Henry XI arrived to Prague on 9 July 1581. However, he had to wait months for an audience with Emperor Rudolf II. The punishment against him was harsh: Henry XI was arrested and lost the control over Legnica, which was given again to Frederick IV, who (like the first time) was obliged to take care of Henry XI's family, paying him the sum of 30 talers weekly. The first year of captivity Henry XI spent in Prague Castle, and the next three years at the Wroclaw castle until the spring of 1585, when was transferred to Schweidnitz. From there, on 30 September 1585, and after bribing the guards, Henry XI managed to escape. He was pursued by the troops of the new Bishop of Wrocław, Andrew Jerin and his own uncle George II the Pious, Duke of Brzeg. However, they didn't have success, and after four days digging through forests, Henry XI managed to flee to Poland, where he spent the rest of his life.

===Trip to Poland===
Henry XI had very good relations with the Jagiellon dynasty. He was related to them in many ways: his grandfather Frederick II of Legnica married firstly with Princess Elisabeth, daughter of King Casimir IV and secondly with Sophie of Brandenburg-Ansbach (Henry XI's grandmother and in turn granddaughter of King Casimir IV), and Frederick II's brother, George I of Brieg married with Anna of Pomerania, another granddaughter of Casimir IV. King Sigismund II August was even patronize Henry XI's father, Frederick III. In 1569 the Duke of Legnica accepted the invitation of the Polish King and participated in the Sejm in Lublin, where was concluded the Union of Lublin. At the meeting with Sigismund II August, he gave Henry XI two lions and precious jewels. This trip to Poland brought to the Duke of Legnica an undoubtedly splendor, but also a high cost, 24,000 thalers.
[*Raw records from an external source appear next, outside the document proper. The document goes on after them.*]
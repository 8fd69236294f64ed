use chrono::Utc;
use sqlx::SqlitePool;

use super::SqliteInitError;

/// Ordered schema steps. Each version runs once, inside its own transaction.
const MIGRATIONS: &[(i64, &[&str])] = &[
    (
        1,
        &[
            r"
            CREATE TABLE IF NOT EXISTS subjects (
                id INTEGER PRIMARY KEY,
                name TEXT NOT NULL CHECK (length(trim(name)) > 0)
            );
            ",
            r"
            CREATE TABLE IF NOT EXISTS topics (
                id INTEGER PRIMARY KEY,
                subject_id INTEGER NOT NULL,
                title TEXT NOT NULL CHECK (length(trim(title)) > 0),
                order_index INTEGER NOT NULL CHECK (order_index >= 0),
                estimated_duration_minutes INTEGER CHECK (estimated_duration_minutes >= 0),
                content TEXT,
                FOREIGN KEY (subject_id) REFERENCES subjects(id) ON DELETE CASCADE
            );
            ",
            r"
            CREATE INDEX IF NOT EXISTS idx_topics_subject_order
                ON topics (subject_id, order_index, id);
            ",
            r"
            CREATE TABLE IF NOT EXISTS learner_progress (
                learner_id BLOB NOT NULL,
                topic_id INTEGER NOT NULL,
                progress_percent INTEGER NOT NULL CHECK (progress_percent BETWEEN 0 AND 100),
                time_spent_minutes INTEGER NOT NULL CHECK (time_spent_minutes >= 0),
                last_accessed_at TEXT NOT NULL,
                completed_at TEXT,
                PRIMARY KEY (learner_id, topic_id),
                CHECK ((completed_at IS NOT NULL) = (progress_percent = 100)),
                FOREIGN KEY (topic_id) REFERENCES topics(id) ON DELETE CASCADE
            );
            ",
        ],
    ),
    (
        2,
        &[
            r"
            CREATE TABLE IF NOT EXISTS gamification (
                learner_id BLOB PRIMARY KEY,
                total_xp INTEGER NOT NULL CHECK (total_xp >= 0),
                current_streak_days INTEGER NOT NULL CHECK (current_streak_days >= 0),
                longest_streak_days INTEGER NOT NULL CHECK (longest_streak_days >= current_streak_days),
                last_activity_date TEXT,
                version INTEGER NOT NULL DEFAULT 0
            );
            ",
            r"
            CREATE TABLE IF NOT EXISTS badges (
                id INTEGER PRIMARY KEY,
                name TEXT NOT NULL,
                description TEXT NOT NULL DEFAULT '',
                icon TEXT NOT NULL DEFAULT '',
                xp_required INTEGER NOT NULL CHECK (xp_required >= 0),
                category TEXT NOT NULL
            );
            ",
            r"
            CREATE TABLE IF NOT EXISTS earned_badges (
                learner_id BLOB NOT NULL,
                badge_id INTEGER NOT NULL,
                earned_at TEXT NOT NULL,
                PRIMARY KEY (learner_id, badge_id),
                FOREIGN KEY (badge_id) REFERENCES badges(id) ON DELETE CASCADE
            );
            ",
        ],
    ),
    (
        3,
        &[
            r"
            CREATE TABLE IF NOT EXISTS quiz_attempts (
                id INTEGER PRIMARY KEY,
                learner_id BLOB NOT NULL,
                quiz_id INTEGER NOT NULL,
                topic_id INTEGER NOT NULL,
                answers TEXT NOT NULL,
                score INTEGER NOT NULL CHECK (score BETWEEN 0 AND 100),
                completed_at TEXT NOT NULL,
                UNIQUE (learner_id, quiz_id, completed_at),
                FOREIGN KEY (topic_id) REFERENCES topics(id) ON DELETE CASCADE
            );
            ",
            r"
            CREATE INDEX IF NOT EXISTS idx_quiz_attempts_learner_completed
                ON quiz_attempts (learner_id, completed_at);
            ",
        ],
    ),
];

pub async fn run_migrations(pool: &SqlitePool) -> Result<(), SqliteInitError> {
    async fn is_applied(pool: &SqlitePool, version: i64) -> Result<bool, sqlx::Error> {
        let row = sqlx::query("SELECT 1 FROM schema_migrations WHERE version = ?1")
            .bind(version)
            .fetch_optional(pool)
            .await?;
        Ok(row.is_some())
    }

    sqlx::query(
        r"
            CREATE TABLE IF NOT EXISTS schema_migrations (
                version INTEGER PRIMARY KEY,
                applied_at TEXT NOT NULL
            );
            ",
    )
    .execute(pool)
    .await?;

    for (version, statements) in MIGRATIONS {
        if is_applied(pool, *version).await? {
            continue;
        }
        let mut tx = pool.begin().await?;
        for statement in *statements {
            sqlx::query(statement).execute(&mut *tx).await?;
        }
        sqlx::query(
            r"
                INSERT INTO schema_migrations (version, applied_at)
                VALUES (?1, ?2)
                ON CONFLICT(version) DO NOTHING
            ",
        )
        .bind(*version)
        .bind(Utc::now())
        .execute(&mut *tx)
        .await?;
        tx.commit().await?;
        tracing::info!(version, "applied schema migration");
    }

    Ok(())
}
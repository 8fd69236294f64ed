#![forbid(unsafe_code)]

pub mod error;
pub mod model;
pub mod overview;
pub mod quiz_session;
pub mod recommend;
pub mod time;
pub mod unlock;

pub use error::ValidationError;
pub use time::Clock;
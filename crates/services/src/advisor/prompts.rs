//! Prompt text sent to the advisor.

use campus_core::model::{Difficulty, GradeLevel, QuizQuestion, Topic};

const DEFAULT_TEMPERATURE: f32 = 0.7;
/// Lower for replies that must parse as JSON.
const STRUCTURED_TEMPERATURE: f32 = 0.3;

#[derive(Debug, Clone, PartialEq)]
pub struct Prompt {
    pub system: Option<String>,
    pub user: String,
    pub temperature: f32,
}

impl Prompt {
    #[must_use]
    pub fn user(text: impl Into<String>) -> Self {
        Self {
            system: None,
            user: text.into(),
            temperature: DEFAULT_TEMPERATURE,
        }
    }

    #[must_use]
    pub fn with_system(mut self, system: impl Into<String>) -> Self {
        self.system = Some(system.into());
        self
    }

    #[must_use]
    pub fn structured(mut self) -> Self {
        self.temperature = STRUCTURED_TEMPERATURE;
        self
    }
}

fn grade_adaptation(grade: GradeLevel) -> &'static str {
    match grade {
        GradeLevel::Elementary => {
            "Explain concepts using simple words, short sentences, and fun examples. Use analogies a young child would understand."
        }
        GradeLevel::MiddleSchool => {
            "Explain concepts clearly with some technical terms. Use relatable examples for teenagers."
        }
        GradeLevel::HighSchool => {
            "Provide detailed explanations with proper terminology. Include real-world applications."
        }
        GradeLevel::College => {
            "Use advanced terminology and in-depth explanations. Reference academic concepts and theories."
        }
        GradeLevel::Adult => {
            "Provide comprehensive, professional explanations suitable for lifelong learners."
        }
    }
}

/// System prompt for the tutor persona, tuned to the learner's grade tier.
#[must_use]
pub fn tutor_system(grade: GradeLevel, subject: Option<&str>) -> String {
    let mut out = format!(
        "You are a friendly, patient AI tutor helping a {} student",
        grade.label()
    );
    if let Some(subject) = subject {
        out.push_str(&format!(" with {subject}"));
    }
    out.push_str(".\n\n");
    out.push_str(grade_adaptation(grade));
    out.push_str(
        "\n\nGuidelines:\n\
         - Be encouraging and supportive\n\
         - Break down complex concepts into smaller parts\n\
         - Use examples to illustrate ideas\n\
         - Ask follow-up questions to check understanding\n\
         - Correct mistakes gently and explain why\n\
         - Celebrate progress and effort\n\
         - Keep responses concise and focused",
    );
    out
}

/// Quiz generation prompt. The reply must be a bare JSON array of
/// `{question, options, correctIndex, explanation}` objects.
#[must_use]
pub fn quiz_generation(
    topic: &Topic,
    grade: GradeLevel,
    count: u32,
    difficulty: Difficulty,
) -> Prompt {
    let text = format!(
        "You are an expert educator creating a quiz.\n\n\
         Topic: {title}\n\
         Grade Level: {grade}\n\
         Difficulty: {difficulty}\n\
         Number of Questions: {count}\n\n\
         Topic Content:\n{content}\n\n\
         Create exactly {count} multiple choice questions. Each question must have exactly 4 options.\n\n\
         Respond with a JSON array in this format:\n\
         [{{\"question\": \"...\", \"options\": [\"A\", \"B\", \"C\", \"D\"], \"correctIndex\": 0, \"explanation\": \"...\"}}]\n\n\
         Only return the JSON array, no other text.",
        title = topic.title(),
        grade = grade.label(),
        content = topic.source_text(),
    );
    Prompt::user(text).structured()
}

#[must_use]
pub fn lesson(topic: &Topic, subject: &str, grade: GradeLevel) -> Prompt {
    let text = format!(
        "Create a comprehensive lesson on \"{title}\" for a {grade} student studying {subject}.\n\n\
         Include:\n\
         1. A clear introduction\n\
         2. Key concepts explained simply\n\
         3. Real-world examples\n\
         4. Important points to remember\n\n\
         Format with clear headings and bullet points. Make it engaging and educational.",
        title = topic.title(),
        grade = grade.label(),
    );
    Prompt::user(text).with_system(tutor_system(grade, Some(subject)))
}

#[must_use]
pub fn hint(question: &str, topic: &Topic, subject: &str, grade: GradeLevel) -> Prompt {
    let text = format!(
        "Give me a helpful hint (without giving away the answer) for this question: \"{question}\". The topic is {} in {subject}.",
        topic.title()
    );
    Prompt::user(text).with_system(tutor_system(grade, Some(subject)))
}

/// Why the correct option of `question` is correct.
#[must_use]
pub fn explanation(question: &QuizQuestion, grade: GradeLevel) -> Prompt {
    let text = format!(
        "Briefly explain why the correct answer to this question is correct: \"{}\" - The answer is: {}",
        question.question(),
        question.correct_option()
    );
    Prompt::user(text).with_system(tutor_system(grade, None))
}
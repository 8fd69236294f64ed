use std::collections::HashMap;

use chrono::{DateTime, Utc};
use thiserror::Error;

use crate::error::ValidationError;
use crate::model::ids::{LearnerId, TopicId};

//
// ─── ERRORS ────────────────────────────────────────────────────────────────────
//

#[derive(Debug, Error, Clone, PartialEq, Eq)]
#[non_exhaustive]
pub enum ProgressError {
    #[error("progress percent {0} is outside 0..=100")]
    PercentOutOfRange(u8),

    #[error("completed_at must be set exactly when progress is 100 (percent {percent})")]
    CompletionMismatch { percent: u8 },
}

//
// ─── PERCENT ───────────────────────────────────────────────────────────────────
//

/// A validated completion percentage in `0..=100`.
#[derive(Debug, Clone, Copy, PartialEq, Eq, PartialOrd, Ord, Hash)]
pub struct ProgressPercent(u8);

impl ProgressPercent {
    pub const COMPLETE: Self = Self(100);
    pub const LESSON_DONE: Self = Self(50);
    pub const PRACTICE_PASSED: Self = Self(75);
    pub const PRACTICE_NEEDS_WORK: Self = Self(60);

    /// # Errors
    ///
    /// Returns `ValidationError::PercentOutOfRange` outside `0..=100`.
    pub fn new(value: i32) -> Result<Self, ValidationError> {
        u8::try_from(value)
            .ok()
            .filter(|v| *v <= 100)
            .map(Self)
            .ok_or(ValidationError::PercentOutOfRange(value))
    }

    #[must_use]
    pub fn value(self) -> u8 {
        self.0
    }

    #[must_use]
    pub fn is_complete(self) -> bool {
        self.0 == 100
    }
}

//
// ─── RECORD ────────────────────────────────────────────────────────────────────
//

/// Per-(learner, topic) progress. One record per pair; never deleted.
#[derive(Debug, Clone, PartialEq, Eq)]
pub struct ProgressRecord {
    learner_id: LearnerId,
    topic_id: TopicId,
    progress_percent: u8,
    time_spent_minutes: u32,
    last_accessed_at: DateTime<Utc>,
    completed_at: Option<DateTime<Utc>>,
}

/// The "progress changed" event produced by every ledger write.
#[derive(Debug, Clone, PartialEq, Eq)]
pub struct ProgressChange {
    pub record: ProgressRecord,
    pub previous_percent: Option<u8>,
    pub newly_completed: bool,
}

impl ProgressRecord {
    /// Rehydrate a record from storage, enforcing the completion invariant.
    ///
    /// # Errors
    ///
    /// Returns `ProgressError` if the percent is out of range or `completed_at`
    /// disagrees with the percent.
    pub fn from_persisted(
        learner_id: LearnerId,
        topic_id: TopicId,
        progress_percent: u8,
        time_spent_minutes: u32,
        last_accessed_at: DateTime<Utc>,
        completed_at: Option<DateTime<Utc>>,
    ) -> Result<Self, ProgressError> {
        if progress_percent > 100 {
            return Err(ProgressError::PercentOutOfRange(progress_percent));
        }
        if completed_at.is_some() != (progress_percent == 100) {
            return Err(ProgressError::CompletionMismatch {
                percent: progress_percent,
            });
        }
        Ok(Self {
            learner_id,
            topic_id,
            progress_percent,
            time_spent_minutes,
            last_accessed_at,
            completed_at,
        })
    }

    /// Apply a ledger write on top of an optional existing record.
    ///
    /// Latest assessment wins: the percent is overwritten, not maxed.
    /// `completed_at` is stamped only on the first transition to 100 and
    /// cleared if a later write drops below 100.
    #[must_use]
    pub fn apply(
        existing: Option<Self>,
        learner_id: LearnerId,
        topic_id: TopicId,
        percent: ProgressPercent,
        additional_minutes: u32,
        now: DateTime<Utc>,
    ) -> ProgressChange {
        let previous_percent = existing.as_ref().map(|r| r.progress_percent);
        let mut record = existing.unwrap_or(Self {
            learner_id,
            topic_id,
            progress_percent: 0,
            time_spent_minutes: 0,
            last_accessed_at: now,
            completed_at: None,
        });

        let was_complete = record.completed_at.is_some();
        record.progress_percent = percent.value();
        record.time_spent_minutes = record.time_spent_minutes.saturating_add(additional_minutes);
        record.last_accessed_at = now;
        record.completed_at = match (percent.is_complete(), record.completed_at) {
            (true, Some(first)) => Some(first),
            (true, None) => Some(now),
            (false, _) => None,
        };

        ProgressChange {
            newly_completed: percent.is_complete() && !was_complete,
            previous_percent,
            record,
        }
    }

    #[must_use]
    pub fn learner_id(&self) -> LearnerId {
        self.learner_id
    }

    #[must_use]
    pub fn topic_id(&self) -> TopicId {
        self.topic_id
    }

    #[must_use]
    pub fn progress_percent(&self) -> u8 {
        self.progress_percent
    }

    #[must_use]
    pub fn time_spent_minutes(&self) -> u32 {
        self.time_spent_minutes
    }

    #[must_use]
    pub fn last_accessed_at(&self) -> DateTime<Utc> {
        self.last_accessed_at
    }

    #[must_use]
    pub fn completed_at(&self) -> Option<DateTime<Utc>> {
        self.completed_at
    }

    #[must_use]
    pub fn is_completed(&self) -> bool {
        self.completed_at.is_some()
    }
}

//
// ─── SNAPSHOT ──────────────────────────────────────────────────────────────────
//

/// Read-only view of one learner's ledger, keyed by topic.
#[derive(Debug, Clone, Default)]
pub struct ProgressSnapshot {
    records: HashMap<TopicId, ProgressRecord>,
}

impl ProgressSnapshot {
    #[must_use]
    pub fn new(records: impl IntoIterator<Item = ProgressRecord>) -> Self {
        Self {
            records: records.into_iter().map(|r| (r.topic_id(), r)).collect(),
        }
    }

    #[must_use]
    pub fn get(&self, topic_id: TopicId) -> Option<&ProgressRecord> {
        self.records.get(&topic_id)
    }

    #[must_use]
    pub fn percent(&self, topic_id: TopicId) -> u8 {
        self.get(topic_id).map_or(0, ProgressRecord::progress_percent)
    }

    pub fn records(&self) -> impl Iterator<Item = &ProgressRecord> {
        self.records.values()
    }

    #[must_use]
    pub fn len(&self) -> usize {
        self.records.len()
    }

    #[must_use]
    pub fn is_empty(&self) -> bool {
        self.records.is_empty()
    }
}

/// Rounded mean of per-topic percents; missing records count as 0 and an
/// empty topic list yields 0.
#[must_use]
pub fn mean_completion(topic_ids: &[TopicId], snapshot: &ProgressSnapshot) -> u8 {
    if topic_ids.is_empty() {
        return 0;
    }
    let total: u64 = topic_ids
        .iter()
        .map(|id| u64::from(snapshot.percent(*id)))
        .sum();
    let count = topic_ids.len() as u64;
    // Round half up in integer arithmetic; the mean never exceeds 100.
    let mean = (total * 2 + count) / (count * 2);
    u8::try_from(mean).unwrap_or(100)
}

//
// ─── TESTS ─────────────────────────────────────────────────────────────────────
//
In January 1575 Henry XI participated in the funeral of the Bishop of Poznań, Adam Konarski; there he consolidated a close friendship with the late Bishop's younger brother, John. And the summer of that year came to Kraków, in an effort support his own candidacy to the Polish throne.

After Henry XI escaped to Poland both Emperor Rudolf II and Duke George II of Brzeg unsuccessfully tried to convince to King Stefan Bathory to bring him back. Immediately after the imperial envoy Andrzej Opaliński came to the Polish court, he went on a journey through the land of their ancestors. Henry XI visited Kruszwica, Łowicz and Warsaw. Then he went to Grodno, where he remained at the side of the King for the next three weeks. At the end of his trip he went to Królewiec (now Kaliningrad) to visit his relative, Albert Frederick, Duke of Prussia.

During the election in 1586 Henry XI supported the candidacy of Sigismund Vasa of Sweden. He even was sent as a personal envoy of Queen Anna of Poland to Stockholm in order to guarantee her support to Sigismund. In a short time he managed to establish a friendly relations with the King-elect, who promised him that every diplomatic effort to recover his patrimony. On 9 December 1587 Henry XI took part in the coronation of Sigismund III Vasa as King of Poland.

===Death===
Henry XI died unexpectedly on 3 March 1588 in Kraków. The mysterious circumstances around his death suggested foul play by the Habsburg court was involved. Because Henry XI was Lutheran, his funeral and burial caused several problems. The Duke's daughters and brother asked for the removal of the body and its return to Legnica. Emperor Rudolf II opposed these plans and refused to permit the entry of the body of a rebel in his country. Temporarily, the Duke's coffin was deposited with the Franciscans in Kraków, who in return for accepting the body of a Protestant demanded a payment and assurances that the body would soon be removed. However, the Duke's family failed to gain the Imperial approval and after a few months the coffin was directly exposed to the street. Eventually, thanks to the efforts of his family and many Silesians, on 9 November 1588 the coffin was finally placed in the Church of the Visitation of the Blessed Virgin Mary, Kraków.

==Marriage and issue==
In the Legnica Castle on 11 November 1560, Henry XI married Sophie (1535 – 1587), daughter of George, Margrave of Brandenburg-Ansbach. Their relationship was contentious. Both had strong personalities and the public quarrels between them were mostly because of Henry XI's affairs with other women. They had six children:

1. Katharina Sophie (b. 7 August 1561 – d. Schloss Friedrichsburg bei Vohenstrauss, 10 May 1608), married on 26 February 1587 to Frederick, Count Palatine of Zweibrücken-Vohenstrauss-Parkstein.
2. Anna Maria (b. 3 January 1563 – d. Amberg, 28 February 1620).
3. Emilia (b. 26 December 1563 – d. Schloss Friedrichsburg bei Vohenstrauss, 9 November 1618).
4. A son (b. and d. before 16 January 1565).
5. George Frederick (b. 11 September 1565 – d. 14 November 1565).
6. Sabina Barbara (b. 8 January 1571 – d. 14 December 1572).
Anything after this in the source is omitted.